Wednesday, July 22, 2026
HomeBeritaKonflik AS-Iran di Selat Hormuz: Gencatan Senjata Terancam

Konflik AS-Iran di Selat Hormuz: Gencatan Senjata Terancam

- Advertisement -
- Advertisement -

Konflik AS-Iran Memanas di Selat Hormuz, Gencatan Senjata Terancam

Ketegangan antara Amerika Serikat (AS) dan Iran kembali memuncak di Teluk Persia pada Sabtu (28/6). Aksi saling serang selama tiga hari berturut-turut di sekitar Selat Hormuz ini menguji ketahanan gencatan senjata yang sebelumnya diharapkan dapat mengakhiri permusuhan selama berbulan-bulan.

Militer AS vs Iran: Serangan Balasan

Militer AS meluncurkan operasi yang menargetkan berbagai situs di Iran sebagai respons atas serangan terhadap kapal tanker minyak. Serangan ini dilakukan dengan tujuan melemahkan kemampuan Iran dalam menargetkan pelayaran komersial.

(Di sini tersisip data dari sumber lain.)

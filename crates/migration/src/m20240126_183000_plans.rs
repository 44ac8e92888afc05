use sea_orm_migration::prelude::*;
use uuid::Uuid;

#[derive(DeriveMigrationName)]
pub struct Migration;

#[derive(Iden)]
pub enum Plans {
    Table,
    Id,
    Name,
    PriceCents,
    DisplayOrder,
}

#[derive(Iden)]
enum PlanFeatures {
    Table,
    PlanId,
    Key,
    Value,
    Label,
    SortOrder,
}

#[derive(Iden)]
enum PlanStickers {
    Table,
    PlanId,
    StickerId,
}

async fn seed_plan(
    manager: &SchemaManager<'_>,
    name: &str,
    price_cents: i64,
    display_order: i32,
    features: &[(&str, &str, &str, i32)],
) -> Result<(), DbErr> {
    let plan_id = Uuid::new_v4().to_string();

    manager
        .exec_stmt(
            Query::insert()
                .into_table(Plans::Table)
                .columns([
                    Plans::Id,
                    Plans::Name,
                    Plans::PriceCents,
                    Plans::DisplayOrder,
                ])
                .values_panic([
                    plan_id.clone().into(),
                    name.into(),
                    price_cents.into(),
                    display_order.into(),
                ])
                .to_owned(),
        )
        .await?;

    for (key, value, label, sort_order) in features {
        manager
            .exec_stmt(
                Query::insert()
                    .into_table(PlanFeatures::Table)
                    .columns([
                        PlanFeatures::PlanId,
                        PlanFeatures::Key,
                        PlanFeatures::Value,
                        PlanFeatures::Label,
                        PlanFeatures::SortOrder,
                    ])
                    .values_panic([
                        plan_id.clone().into(),
                        (*key).into(),
                        (*value).into(),
                        (*label).into(),
                        (*sort_order).into(),
                    ])
                    .to_owned(),
            )
            .await?;
    }

    Ok(())
}

#[async_trait::async_trait]
impl MigrationTrait for Migration {
    async fn up(&self, manager: &SchemaManager) -> Result<(), DbErr> {
        manager
            .create_table(
                Table::create()
                    .table(Plans::Table)
                    .if_not_exists()
                    .col(ColumnDef::new(Plans::Id).string().not_null().primary_key())
                    .col(ColumnDef::new(Plans::Name).string().not_null())
                    .col(
                        ColumnDef::new(Plans::PriceCents)
                            .big_integer()
                            .not_null()
                            .default(0),
                    )
                    .col(
                        ColumnDef::new(Plans::DisplayOrder)
                            .integer()
                            .not_null()
                            .default(0),
                    )
                    .to_owned(),
            )
            .await?;

        manager
            .create_index(
                Index::create()
                    .name("idx-plans-name-unique")
                    .table(Plans::Table)
                    .col(Plans::Name)
                    .unique()
                    .to_owned(),
            )
            .await?;

        manager
            .create_table(
                Table::create()
                    .table(PlanFeatures::Table)
                    .if_not_exists()
                    .col(ColumnDef::new(PlanFeatures::PlanId).string().not_null())
                    .col(ColumnDef::new(PlanFeatures::Key).string().not_null())
                    .col(ColumnDef::new(PlanFeatures::Value).string().not_null())
                    .col(ColumnDef::new(PlanFeatures::Label).string())
                    .col(
                        ColumnDef::new(PlanFeatures::SortOrder)
                            .integer()
                            .not_null()
                            .default(0),
                    )
                    .primary_key(
                        Index::create()
                            .col(PlanFeatures::PlanId)
                            .col(PlanFeatures::Key),
                    )
                    .foreign_key(
                        ForeignKey::create()
                            .name("fk-plan_features-plan_id")
                            .from(PlanFeatures::Table, PlanFeatures::PlanId)
                            .to(Plans::Table, Plans::Id)
                            .on_delete(ForeignKeyAction::Cascade),
                    )
                    .to_owned(),
            )
            .await?;

        manager
            .create_table(
                Table::create()
                    .table(PlanStickers::Table)
                    .if_not_exists()
                    .col(ColumnDef::new(PlanStickers::PlanId).string().not_null())
                    .col(ColumnDef::new(PlanStickers::StickerId).string().not_null())
                    .primary_key(
                        Index::create()
                            .col(PlanStickers::PlanId)
                            .col(PlanStickers::StickerId),
                    )
                    .foreign_key(
                        ForeignKey::create()
                            .name("fk-plan_stickers-plan_id")
                            .from(PlanStickers::Table, PlanStickers::PlanId)
                            .to(Plans::Table, Plans::Id)
                            .on_delete(ForeignKeyAction::Cascade),
                    )
                    .to_owned(),
            )
            .await?;

        // Default catalog. Saving drafts is gated on `share`; Basic users
        // browse and place stickers but cannot persist drafts.
        seed_plan(
            manager,
            "Basic",
            0,
            0,
            &[
                ("drafts_limit", "1", "Drafts", 0),
                ("share", "false", "Share your wall", 1),
            ],
        )
        .await?;
        seed_plan(
            manager,
            "Advanced",
            499,
            1,
            &[
                ("drafts_limit", "10", "Drafts", 0),
                ("share", "true", "Share your wall", 1),
            ],
        )
        .await?;
        seed_plan(
            manager,
            "Premium",
            999,
            2,
            &[("share", "true", "Share your wall", 0)],
        )
        .await?;

        Ok(())
    }

    async fn down(&self, manager: &SchemaManager) -> Result<(), DbErr> {
        manager
            .drop_table(Table::drop().table(PlanStickers::Table).to_owned())
            .await?;
        manager
            .drop_table(Table::drop().table(PlanFeatures::Table).to_owned())
            .await?;
        manager
            .drop_table(Table::drop().table(Plans::Table).to_owned())
            .await?;
        Ok(())
    }
}
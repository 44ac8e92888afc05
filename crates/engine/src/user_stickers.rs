//! Effective per-user sticker grants.
//!
//! A row may come from an individual admin grant or from plan propagation;
//! once written the table does not distinguish the two.

use sea_orm::entity::prelude::*;

#[derive(Clone, Debug, PartialEq, DeriveEntityModel, Eq)]
#[sea_orm(table_name = "user_stickers")]
pub struct Model {
    #[sea_orm(primary_key, auto_increment = false)]
    pub user_id: String,
    #[sea_orm(primary_key, auto_increment = false)]
    pub sticker_id: String,
}

#[derive(Copy, Clone, Debug, EnumIter, DeriveRelation)]
pub enum Relation {
    #[sea_orm(
        belongs_to = "super::users::Entity",
        from = "Column::UserId",
        to = "super::users::Column::Id",
        on_update = "NoAction",
        on_delete = "Cascade"
    )]
    Users,
}

impl Related<super::users::Entity> for Entity {
    fn to() -> RelationDef {
        Relation::Users.def()
    }
}

impl ActiveModelBehavior for ActiveModel {}
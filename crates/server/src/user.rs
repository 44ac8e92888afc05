//! Profile and session endpoints for the authenticated user.

use api_types::user::{ProfileUpdate, UserView};
use axum::{
    Extension, Json,
    extract::State,
    http::{HeaderMap, StatusCode},
};
use axum_extra::headers::{Authorization, HeaderMapExt, authorization::Bearer};

use crate::{ServerError, server::ServerState};

pub(crate) fn role_view(role: &str) -> api_types::Role {
    match role {
        "admin" => api_types::Role::Admin,
        "premium" => api_types::Role::Premium,
        "advanced" => api_types::Role::Advanced,
        _ => api_types::Role::Free,
    }
}

pub(crate) fn user_view(user: &engine::users::Model) -> UserView {
    UserView {
        id: user.id.clone(),
        username: user.username.clone(),
        email: user.email.clone(),
        display_name: user.display_name.clone(),
        role: role_view(&user.role),
        email_verified: user.email_verified,
    }
}

pub async fn get_profile(Extension(user): Extension<engine::users::Model>) -> Json<UserView> {
    Json(user_view(&user))
}

pub async fn update_profile(
    Extension(user): Extension<engine::users::Model>,
    State(state): State<ServerState>,
    Json(payload): Json<ProfileUpdate>,
) -> Result<Json<UserView>, ServerError> {
    let updated = state
        .engine
        .update_profile(&user.id, payload.display_name.as_deref())
        .await?;
    Ok(Json(user_view(&updated)))
}

/// Deletes the caller's account and everything hanging off it.
pub async fn delete_account(
    Extension(user): Extension<engine::users::Model>,
    State(state): State<ServerState>,
) -> Result<StatusCode, ServerError> {
    state.engine.delete_user(&user.id, &user.id).await?;
    Ok(StatusCode::NO_CONTENT)
}

/// Revokes the presented session token. Basic-auth callers have no token;
/// for them this is a no-op.
pub async fn logout(
    Extension(_user): Extension<engine::users::Model>,
    State(state): State<ServerState>,
    headers: HeaderMap,
) -> Result<StatusCode, ServerError> {
    if let Some(Authorization(bearer)) = headers.typed_get::<Authorization<Bearer>>() {
        state.engine.revoke_session(bearer.token()).await?;
    }
    Ok(StatusCode::NO_CONTENT)
}
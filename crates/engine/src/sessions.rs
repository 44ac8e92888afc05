//! Session tokens.
//!
//! Issued on verification and login. Expiry and rotation are the credential
//! issuer's concern and are not modeled beyond explicit logout.

use sea_orm::entity::prelude::*;

#[derive(Clone, Debug, PartialEq, DeriveEntityModel, Eq)]
#[sea_orm(table_name = "sessions")]
pub struct Model {
    #[sea_orm(primary_key, auto_increment = false)]
    pub token: String,
    pub user_id: String,
    pub created_at: DateTimeUtc,
}

#[derive(Copy, Clone, Debug, EnumIter, DeriveRelation)]
pub enum Relation {}

impl ActiveModelBehavior for ActiveModel {}
//! Users table.
//!
//! A row exists only for verified accounts; unverified signups live in
//! `pending_registrations` until the code check promotes them.

use sea_orm::entity::prelude::*;

#[derive(Clone, Debug, PartialEq, DeriveEntityModel, Eq)]
#[sea_orm(table_name = "users")]
pub struct Model {
    #[sea_orm(primary_key, auto_increment = false)]
    pub id: String,
    pub username: String,
    pub email: String,
    /// Argon2id PHC string; raw passwords are never stored.
    pub password_hash: String,
    pub display_name: Option<String>,
    pub role: String,
    pub email_verified: bool,
    pub created_at: DateTimeUtc,
}

#[derive(Copy, Clone, Debug, EnumIter, DeriveRelation)]
pub enum Relation {
    #[sea_orm(has_many = "super::drafts::Entity")]
    Drafts,
}

impl Related<super::drafts::Entity> for Entity {
    fn to() -> RelationDef {
        Relation::Drafts.def()
    }
}

impl ActiveModelBehavior for ActiveModel {}
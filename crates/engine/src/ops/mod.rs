use std::{sync::Arc, time::Duration};

use sea_orm::DatabaseConnection;

use crate::{
    EngineError, ResultEngine,
    mail::{LogMailer, Mailer},
};

mod access;
mod drafts;
mod entitlements;
mod plans;
mod reconciliation;
mod registration;
mod sessions;
mod users;

pub use entitlements::Entitlements;
pub use reconciliation::ReconciliationReport;

/// Run a block inside a DB transaction, committing on success and rolling back on error.
macro_rules! with_tx {
    ($self:expr, |$tx:ident| $body:expr) => {{
        let $tx = $self.database.begin().await?;
        let result: $crate::ResultEngine<_> = $body;
        match result {
            Ok(value) => {
                $tx.commit().await?;
                Ok(value)
            }
            Err(err) => Err(err),
        }
    }};
}

pub(crate) use with_tx;

pub struct Engine {
    database: DatabaseConnection,
    mailer: Arc<dyn Mailer>,
    mail_timeout: Duration,
    code_ttl: Option<Duration>,
}

impl std::fmt::Debug for Engine {
    fn fmt(&self, f: &mut std::fmt::Formatter<'_>) -> std::fmt::Result {
        f.debug_struct("Engine")
            .field("database", &self.database)
            .field("mail_timeout", &self.mail_timeout)
            .field("code_ttl", &self.code_ttl)
            .finish_non_exhaustive()
    }
}

impl Engine {
    /// Return a builder for `Engine`. Help to build the struct.
    pub fn builder() -> EngineBuilder {
        EngineBuilder::default()
    }
}

fn normalize_required_name(value: &str, label: &str) -> ResultEngine<String> {
    let trimmed = value.trim();
    if trimmed.is_empty() {
        return Err(EngineError::InvalidValue(format!(
            "{label} must not be empty"
        )));
    }
    Ok(trimmed.to_string())
}

/// The builder for `Engine`
pub struct EngineBuilder {
    database: DatabaseConnection,
    mailer: Option<Arc<dyn Mailer>>,
    mail_timeout: Duration,
    code_ttl: Option<Duration>,
}

impl Default for EngineBuilder {
    fn default() -> Self {
        Self {
            database: DatabaseConnection::default(),
            mailer: None,
            mail_timeout: Duration::from_secs(10),
            code_ttl: None,
        }
    }
}

impl EngineBuilder {
    /// Pass the required database
    pub fn database(mut self, db: DatabaseConnection) -> EngineBuilder {
        self.database = db;
        self
    }

    /// Mail collaborator used for verification codes. Defaults to
    /// [`LogMailer`] (codes logged, nothing sent).
    pub fn mailer(mut self, mailer: Arc<dyn Mailer>) -> EngineBuilder {
        self.mailer = Some(mailer);
        self
    }

    /// Upper bound on a single mail-send attempt.
    pub fn mail_timeout(mut self, timeout: Duration) -> EngineBuilder {
        self.mail_timeout = timeout;
        self
    }

    /// Verification code time-to-live. `None` (the default) keeps codes
    /// valid until replaced by a resend.
    pub fn code_ttl(mut self, ttl: Option<Duration>) -> EngineBuilder {
        self.code_ttl = ttl;
        self
    }

    /// Construct `Engine`
    pub async fn build(self) -> ResultEngine<Engine> {
        Ok(Engine {
            database: self.database,
            mailer: self.mailer.unwrap_or_else(|| Arc::new(LogMailer)),
            mail_timeout: self.mail_timeout,
            code_ttl: self.code_ttl,
        })
    }
}
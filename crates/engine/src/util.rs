//! Internal helpers for credential handling and id parsing.
//!
//! These utilities are **not** part of the public API.

use argon2::{
    Argon2, PasswordHash, PasswordHasher, PasswordVerifier,
    password_hash::{SaltString, rand_core::OsRng},
};
use uuid::Uuid;

use crate::{EngineError, ResultEngine};

/// Parse a UUID from storage and return a labeled error on failure.
pub(crate) fn parse_uuid(value: &str, label: &str) -> ResultEngine<Uuid> {
    Uuid::parse_str(value).map_err(|_| EngineError::InvalidValue(format!("invalid {label} id")))
}

/// Hash a password with argon2id and a fresh salt, returning the PHC string.
pub(crate) fn hash_password(password: &str) -> ResultEngine<String> {
    let salt = SaltString::generate(&mut OsRng);
    Argon2::default()
        .hash_password(password.as_bytes(), &salt)
        .map(|hash| hash.to_string())
        .map_err(|err| EngineError::InvalidValue(format!("failed to hash password: {err}")))
}

/// Verify a password against a stored PHC hash.
///
/// An unparseable stored hash counts as a mismatch, never as an error a
/// caller could use to probe accounts.
pub(crate) fn verify_password(password: &str, stored_hash: &str) -> bool {
    PasswordHash::new(stored_hash)
        .map(|parsed| {
            Argon2::default()
                .verify_password(password.as_bytes(), &parsed)
                .is_ok()
        })
        .unwrap_or(false)
}
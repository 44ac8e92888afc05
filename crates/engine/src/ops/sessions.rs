use base64::{Engine as _, engine::general_purpose::URL_SAFE_NO_PAD};
use chrono::Utc;
use rand::RngCore;
use sea_orm::{ActiveValue, TransactionTrait, prelude::*};

use crate::{ResultEngine, sessions, users};

use super::{Engine, with_tx};

/// Opaque URL-safe token over 32 random bytes.
fn new_session_token() -> String {
    let mut bytes = [0u8; 32];
    rand::rng().fill_bytes(&mut bytes);
    URL_SAFE_NO_PAD.encode(bytes)
}

impl Engine {
    /// Issues a session token for an existing user.
    pub async fn issue_session(&self, user_id: &str) -> ResultEngine<String> {
        let token = new_session_token();
        with_tx!(self, |db_tx| {
            self.require_user_by_id(&db_tx, user_id).await?;
            let session = sessions::ActiveModel {
                token: ActiveValue::Set(token.clone()),
                user_id: ActiveValue::Set(user_id.to_string()),
                created_at: ActiveValue::Set(Utc::now()),
            };
            session.insert(&db_tx).await?;
            Ok(token)
        })
    }

    /// Resolves a session token to its user.
    pub async fn session_user(&self, token: &str) -> ResultEngine<Option<users::Model>> {
        with_tx!(self, |db_tx| {
            let Some(session) = sessions::Entity::find_by_id(token.to_string())
                .one(&db_tx)
                .await?
            else {
                return Ok(None);
            };
            self.find_user_by_id(&db_tx, &session.user_id).await
        })
    }

    /// Deletes a session token. Unknown tokens are a no-op.
    pub async fn revoke_session(&self, token: &str) -> ResultEngine<()> {
        with_tx!(self, |db_tx| {
            sessions::Entity::delete_by_id(token.to_string())
                .exec(&db_tx)
                .await?;
            Ok(())
        })
    }
}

Iran juga memberikan respons dengan menargetkan pangkalan militer AS di Kuwait dan Bahrain. Dengan sirene serangan udara yang terdengar, otoritas Kuwait berhasil mencegat dua rudal balistik yang diluncurkan oleh Iran. Selain itu, Iran juga mengancam akan memperketat pengawasan terhadap kapal-kapal yang melintasi Selat Hormuz.

Ancaman Terhadap Kesepakatan Damai

Konflik ini memberikan tekanan besar pada kesepakatan damai yang telah disepakati sebelumnya antara AS dan Iran. Iran menafsirkan kesepakatan tersebut sebagai pemberian wewenang atas Selat Hormuz, yang selama ini banyak digunakan untuk jalur pelayaran yang didukung oleh AS.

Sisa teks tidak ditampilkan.